Debout sur les bords du lac Retba au Sénégal, plus connu sous le nom de lac Rose en raison de la couleur de ses eaux, Maguette Ndiour désigne un monticule de sel de 200 tonnes que des hommes versent lentement dans des sacs sous la chaleur étouffante de midi.
Dans deux mois, les exploitants auront vendu tout le sel extrait de ce lac situé à une quarantaine de kilomètres de Dakar, séparé de l’océan Atlantique par une étroite dune de sable, et connu internationalement pour la couleur rose qu’il prend à certaines périodes de l’année.
– Coup dur financier –
L’augmentation soudaine du volume d’eau du lac en août a emporté quelque 7.000 tonnes de sel déjà extraites, ce qui représente une perte financière d’environ 235.000 dollars, assure Maguette Ndiour, alors que 3.000 familles de la région gagnent leur vie grâce à l’extraction du sel.
La salinité du lac a aussi fortement diminué avec les abondantes eaux de pluie. Une mauvaise nouvelle pour le tourisme, car « avec moins de sel, le lac va perdre sa couleur rose » due à la présence d’un micro organisme qui développe un pigment rouge pour résister à la concentration de sel et au soleil, affirme M. Mbaye.
C’est ce que constate Julien Heim, un touriste français de 21 ans, qui débarque tout juste d’un petit tour en barque sur le lac. « C’était cool, mais il n’y a plus de terrasses sur les berges et le lac n’est pas rose », souligne-t-il.
A quelques mètres de là, dans le village au bord du lac, Maimouna Fedior, mère de quatre enfants, a perdu une grande partie de sa marchandise – des peintures, des masques et des bibelots en bois – lorsque les eaux ont inondé sa boutique.
Elle a du se trouver un autre espace à l’intérieur des terres et espère une aide de l’Etat.
« Nous on ne connaît que le tourisme », confie-t-elle à l’AFP. « Moi, ça fait 30 ans que je suis là. Mes enfants, je paie leur école avec ça, je les nourris avec ça », lâche-t-elle, dépitée.
– Urbanisation –
Pour Ousmane Ndiaye, point focal national du Sénégal du Groupe d’experts intergouvernemental sur l’évolution du climat (GIEC), « la nature intense » des précipitations cette année est cohérente avec les conclusions du Giec sur l’augmentation des phénomènes météorologiques extrêmes.
« La relation directe de cause à effet demanderait scientifiquement une étude séparée (…) mais on peut dire que c’est une manifestation probable du changement climatique », dit-il à l’AFP.
Outre la chute de l’activité économique, les riverains du lac craignent une pollution des eaux.
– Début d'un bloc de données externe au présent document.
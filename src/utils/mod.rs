//! Utility modules for configuration and error handling.

pub mod config;
pub mod error;

// Re-export commonly used error types for convenience
pub use error::{OutputError, ParseError, SourceError};
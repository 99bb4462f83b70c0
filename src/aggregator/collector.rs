//! Deduplicated multi-valued accumulation per category.

use crate::parser::{Assignment, Value};
use indexmap::IndexSet;
use std::collections::BTreeMap;

/// Distinct values of one category, in first-arrival order
pub type ValueSet = IndexSet<Value>;

/// Mapping category name -> set of values.
///
/// Categories iterate in sorted order; values keep first-arrival order for
/// display but set membership never depends on arrival order.
#[derive(Debug, Clone, Default, PartialEq, Eq)]
pub struct CategoryValues {
    sets: BTreeMap<String, ValueSet>,
}

impl CategoryValues {
    pub fn new() -> Self {
        Self::default()
    }

    /// Insert `value` under `category`.
    ///
    /// A missing value is a no-op and never creates an empty entry.
    pub fn accumulate(&mut self, category: &str, value: Option<&Value>) {
        let Some(value) = value else {
            return;
        };

        match self.sets.get_mut(category) {
            Some(set) => {
                set.insert(value.clone());
            }
            None => {
                self.sets
                    .insert(category.to_string(), IndexSet::from([value.clone()]));
            }
        }
    }

    /// Accumulate every assignment of a list
    pub fn accumulate_all<'a, A>(&mut self, assignments: impl IntoIterator<Item = &'a A>)
    where
        A: Assignment + 'a,
    {
        for assignment in assignments {
            self.accumulate(assignment.category_name(), assignment.value());
        }
    }

    pub fn get(&self, category: &str) -> Option<&ValueSet> {
        self.sets.get(category)
    }

    /// Category names in sorted order
    pub fn categories(&self) -> impl Iterator<Item = &str> {
        self.sets.keys().map(String::as_str)
    }

    pub fn iter(&self) -> impl Iterator<Item = (&str, &ValueSet)> {
        self.sets.iter().map(|(k, v)| (k.as_str(), v))
    }

    pub fn len(&self) -> usize {
        self.sets.len()
    }

    pub fn is_empty(&self) -> bool {
        self.sets.is_empty()
    }
}

#[cfg(test)]
mod tests {
    use super::*;

    #[test]
    fn test_accumulate_is_idempotent() {
        let mut values = CategoryValues::new();
        values.accumulate("temperature", Some(&Value::number(30)));
        values.accumulate("temperature", Some(&Value::number(30)));
        assert_eq!(values.get("temperature").unwrap().len(), 1);

        values.accumulate("temperature", Some(&Value::number(25)));
        assert_eq!(values.get("temperature").unwrap().len(), 2);
    }

    #[test]
    fn test_missing_value_creates_no_entry() {
        let mut values = CategoryValues::new();
        values.accumulate("temperature", None);
        assert!(values.is_empty());
        assert!(values.get("temperature").is_none());
    }

    #[test]
    fn test_order_independent_membership() {
        let mut a = CategoryValues::new();
        a.accumulate("strain", Some(&Value::text("Col-0")));
        a.accumulate("strain", Some(&Value::text("Ler")));

        let mut b = CategoryValues::new();
        b.accumulate("strain", Some(&Value::text("Ler")));
        b.accumulate("strain", Some(&Value::text("Col-0")));

        let sa = a.get("strain").unwrap();
        let sb = b.get("strain").unwrap();
        assert_eq!(sa.len(), sb.len());
        assert!(sa.iter().all(|v| sb.contains(v)));
    }

    #[test]
    fn test_term_and_text_with_same_label_are_distinct() {
        let mut values = CategoryValues::new();
        values.accumulate("organism", Some(&Value::term("Arabidopsis")));
        values.accumulate("organism", Some(&Value::text("Arabidopsis")));
        assert_eq!(values.get("organism").unwrap().len(), 2);
    }
}
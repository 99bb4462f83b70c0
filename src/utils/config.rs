//! Configuration and constants for the CLI.

/// Current output schema version
pub const SCHEMA_VERSION: &str = "1.0.0";

/// Material type tag marking a terminal artifact
pub const RAW_DATA_FILE_TYPE: &str = "Raw Data File";

/// Separator used when flattening a value set into one cell
pub const VALUE_DELIMITER: &str = ";";

// Column prefixes per category group
pub const PARAMETER_PREFIX: &str = "[P]";
pub const FACTOR_PREFIX: &str = "[F]";
pub const CHARACTERISTIC_PREFIX: &str = "[C]";

// Fixed labels of the GEO metadata sheet
pub const SAMPLE_NAME_COLUMN: &str = "Sample name";
pub const RAW_FILE_COLUMN: &str = "raw file";
pub const RAW_FILES_SECTION: &str = "RAW FILES";
pub const TITLE_KEY: &str = "title";
pub const SUMMARY_KEY: &str = "summary";
pub const CONTRIBUTOR_KEY: &str = "contributor";

/// Export tool invoked inside an ARC directory
pub const DEFAULT_ARC_COMMAND: &str = "arc";
pub const DEFAULT_ARC_ARGS: &[&str] = &["-v", "0", "export"];

/// Default sheet delimiter (tab-separated)
pub const DEFAULT_SHEET_DELIMITER: u8 = b'\t';
//! Tabular projection of aggregated raw data files.
//!
//! Produces the GEO "samples" block: one header row and one row per raw
//! data file, with every value set flattened into a single cell.

use crate::aggregator::{CategoryValues, RawDataFile, RawDataFileIndex, ValueSet};
use crate::parser::Value;
use crate::utils::config::{
    CHARACTERISTIC_PREFIX, FACTOR_PREFIX, PARAMETER_PREFIX, RAW_FILE_COLUMN, SAMPLE_NAME_COLUMN,
    VALUE_DELIMITER,
};
use crate::utils::error::OutputError;
use log::debug;
use serde::{Deserialize, Serialize};
use std::borrow::Cow;
use std::collections::BTreeSet;

/// Display form of a value: the label of an annotated term, the scalar otherwise
pub fn display_value(value: &Value) -> Cow<'_, str> {
    match value {
        Value::Term(term) => Cow::Borrowed(term.annotation_value.as_str()),
        Value::Text(s) | Value::Number(s) => Cow::Borrowed(s.as_str()),
        Value::Bool(b) => Cow::Owned(b.to_string()),
    }
}

/// Join a value set into one delimited cell
pub fn flatten_values(values: &ValueSet) -> String {
    values
        .iter()
        .map(display_value)
        .collect::<Vec<_>>()
        .join(VALUE_DELIMITER)
}

/// Header plus one row per raw data file
#[derive(Debug, Clone, PartialEq, Eq, Serialize, Deserialize)]
pub struct SampleTable {
    pub header: Vec<String>,
    pub rows: Vec<Vec<String>>,
}

/// Sorted category columns of each group
struct Columns<'a> {
    parameters: BTreeSet<&'a str>,
    factors: BTreeSet<&'a str>,
    characteristics: BTreeSet<&'a str>,
}

impl<'a> Columns<'a> {
    fn collect(records: impl Iterator<Item = &'a RawDataFile>) -> Self {
        let mut columns = Columns {
            parameters: BTreeSet::new(),
            factors: BTreeSet::new(),
            characteristics: BTreeSet::new(),
        };
        for record in records {
            columns.parameters.extend(record.parameters.categories());
            columns.factors.extend(record.factors.categories());
            columns
                .characteristics
                .extend(record.characteristics.categories());
        }
        columns
    }

    fn header(&self) -> Vec<String> {
        let mut header = vec![SAMPLE_NAME_COLUMN.to_string()];
        header.extend(self.parameters.iter().map(|n| format!("{}{}", PARAMETER_PREFIX, n)));
        header.extend(self.factors.iter().map(|n| format!("{}{}", FACTOR_PREFIX, n)));
        header.extend(
            self.characteristics
                .iter()
                .map(|n| format!("{}{}", CHARACTERISTIC_PREFIX, n)),
        );
        header.push(RAW_FILE_COLUMN.to_string());
        header
    }

    fn row(&self, name: &str, record: &RawDataFile) -> Vec<String> {
        let mut row = vec![record.sample_name.clone().unwrap_or_default()];
        push_cells(&mut row, &self.parameters, &record.parameters);
        push_cells(&mut row, &self.factors, &record.factors);
        push_cells(&mut row, &self.characteristics, &record.characteristics);
        row.push(name.to_string());
        row
    }
}

/// A category the record never saw yields an empty cell
fn push_cells(row: &mut Vec<String>, names: &BTreeSet<&str>, values: &CategoryValues) {
    row.extend(
        names
            .iter()
            .map(|name| values.get(name).map(flatten_values).unwrap_or_default()),
    );
}

impl SampleTable {
    /// Project the aggregated index into a table
    ///
    /// **Public** - main entry point for tabular output
    ///
    /// Category columns are the union over all records, sorted within each
    /// group (parameters, factors, characteristics). Rows follow index order.
    ///
    /// # Returns
    /// Header of `Sample name`, `raw file` and the prefixed category columns,
    /// plus one row per raw data file
    ///
    /// # Errors
    /// * `OutputError::NoRawDataFiles` - the index is empty
    pub fn from_records(index: &RawDataFileIndex) -> Result<Self, OutputError> {
        if index.is_empty() {
            return Err(OutputError::NoRawDataFiles);
        }

        let columns = Columns::collect(index.values());
        let header = columns.header();
        let rows: Vec<Vec<String>> = index
            .iter()
            .map(|(name, record)| columns.row(name, record))
            .collect();

        debug!(
            "Built sample table: {} columns, {} rows",
            header.len(),
            rows.len()
        );

        Ok(Self { header, rows })
    }

    /// Raw data file names in row order
    pub fn raw_files(&self) -> impl Iterator<Item = &str> {
        self.rows
            .iter()
            .filter_map(|row| row.last().map(String::as_str))
    }
}
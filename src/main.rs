//! ARC to GEO CLI
//!
//! Converts an ARC into a GEO submission sheet.

use anyhow::Result;
use clap::{Parser, Subcommand};
use env_logger::Env;
use std::path::PathBuf;

use arc_to_geo::commands::{
    display_version, execute_convert, validate_args, validate_submission_file, ArcSource,
    ConvertArgs,
};
use arc_to_geo::utils::config::DEFAULT_ARC_COMMAND;

/// ARC to GEO - sample sheets from experiment graphs
#[derive(Parser, Debug)]
#[command(name = "arc-to-geo")]
#[command(version, about, long_about = None)]
struct Cli {
    /// Subcommand to execute
    #[command(subcommand)]
    command: Commands,

    /// Enable verbose logging
    #[arg(short, long, global = true)]
    verbose: bool,
}

/// Available commands
#[derive(Subcommand, Debug)]
enum Commands {
    /// Convert an ARC into a GEO submission sheet
    Convert {
        /// Path to the ARC directory
        #[arg(short, long, conflicts_with = "input", required_unless_present = "input")]
        path: Option<PathBuf>,

        /// Previously exported ARC JSON file (skips the export tool)
        #[arg(short, long)]
        input: Option<PathBuf>,

        /// Export tool executable
        #[arg(long, env = "ARC_COMMAND", default_value = DEFAULT_ARC_COMMAND)]
        arc_command: String,

        /// Study index
        #[arg(long, default_value = "0")]
        study: usize,

        /// Assay index within the study
        #[arg(long, default_value = "0")]
        assay: usize,

        /// Output path for the sheet
        #[arg(short, long, default_value = "geo.tsv")]
        output: PathBuf,

        /// Output path for a JSON copy of the submission (optional)
        #[arg(long)]
        json: Option<PathBuf>,

        /// Sheet delimiter: a single ASCII character or "tab"
        #[arg(short, long, default_value = "tab", value_parser = parse_delimiter)]
        delimiter: u8,

        /// Print the sample table to stdout
        #[arg(long)]
        summary: bool,
    },

    /// Validate a submission JSON file
    Validate {
        /// Path to submission JSON file
        #[arg(short, long)]
        file: PathBuf,
    },

    /// Display version information
    Version,
}

/// Parse the delimiter argument
///
/// **Private** - clap value parser
fn parse_delimiter(raw: &str) -> Result<u8, String> {
    match raw {
        "tab" | "\\t" | "\t" => Ok(b'\t'),
        _ => {
            let bytes = raw.as_bytes();
            if bytes.len() == 1 && bytes[0].is_ascii() {
                Ok(bytes[0])
            } else {
                Err(format!("delimiter must be one ASCII character, got '{}'", raw))
            }
        }
    }
}

fn main() -> Result<()> {
    // Parse CLI arguments
    let cli = Cli::parse();

    // Setup logging
    let log_level = if cli.verbose { "debug" } else { "info" };
    env_logger::Builder::from_env(Env::default().default_filter_or(log_level)).init();

    // Execute command
    match cli.command {
        Commands::Convert {
            path,
            input,
            arc_command,
            study,
            assay,
            output,
            json,
            delimiter,
            summary,
        } => {
            let source = match (input, path) {
                (Some(file), _) => ArcSource::File(file),
                (None, Some(dir)) => ArcSource::Directory(dir),
                (None, None) => anyhow::bail!("Either --path or --input is required"),
            };

            let args = ConvertArgs {
                source,
                arc_command,
                study,
                assay,
                output_sheet: output,
                output_json: json,
                delimiter,
                print_summary: summary,
            };

            // Validate args first
            validate_args(&args)?;

            execute_convert(args)?;
        }

        Commands::Validate { file } => {
            validate_submission_file(file)?;
        }

        Commands::Version => {
            display_version();
        }
    }

    Ok(())
}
Selon Mamadou Alpha Sidibe, directeur de la prévention et de la gestion des inondations au sein du ministère de l’Eau, les inondations ont été déclenchées par les pluies abondantes mais elles ont été aggravées par l’urbanisation galopante entamée dans les années 2000 et « l’artificialisation des sols » qui en a découlé.
La terre est aujourd’hui partiellement voire totalement imperméabilisée et, en cas de fortes pluies, l’eau coule dans les villes jusqu’à se déverser dans le lac.
« Cette eau a traversé des rues, des ruelles, des stations-service… Tout s’est mélangé avant d’entrer dans le lac, qui est en train de s’étouffer », s’indigne Ibrahima Khalil Mbaye.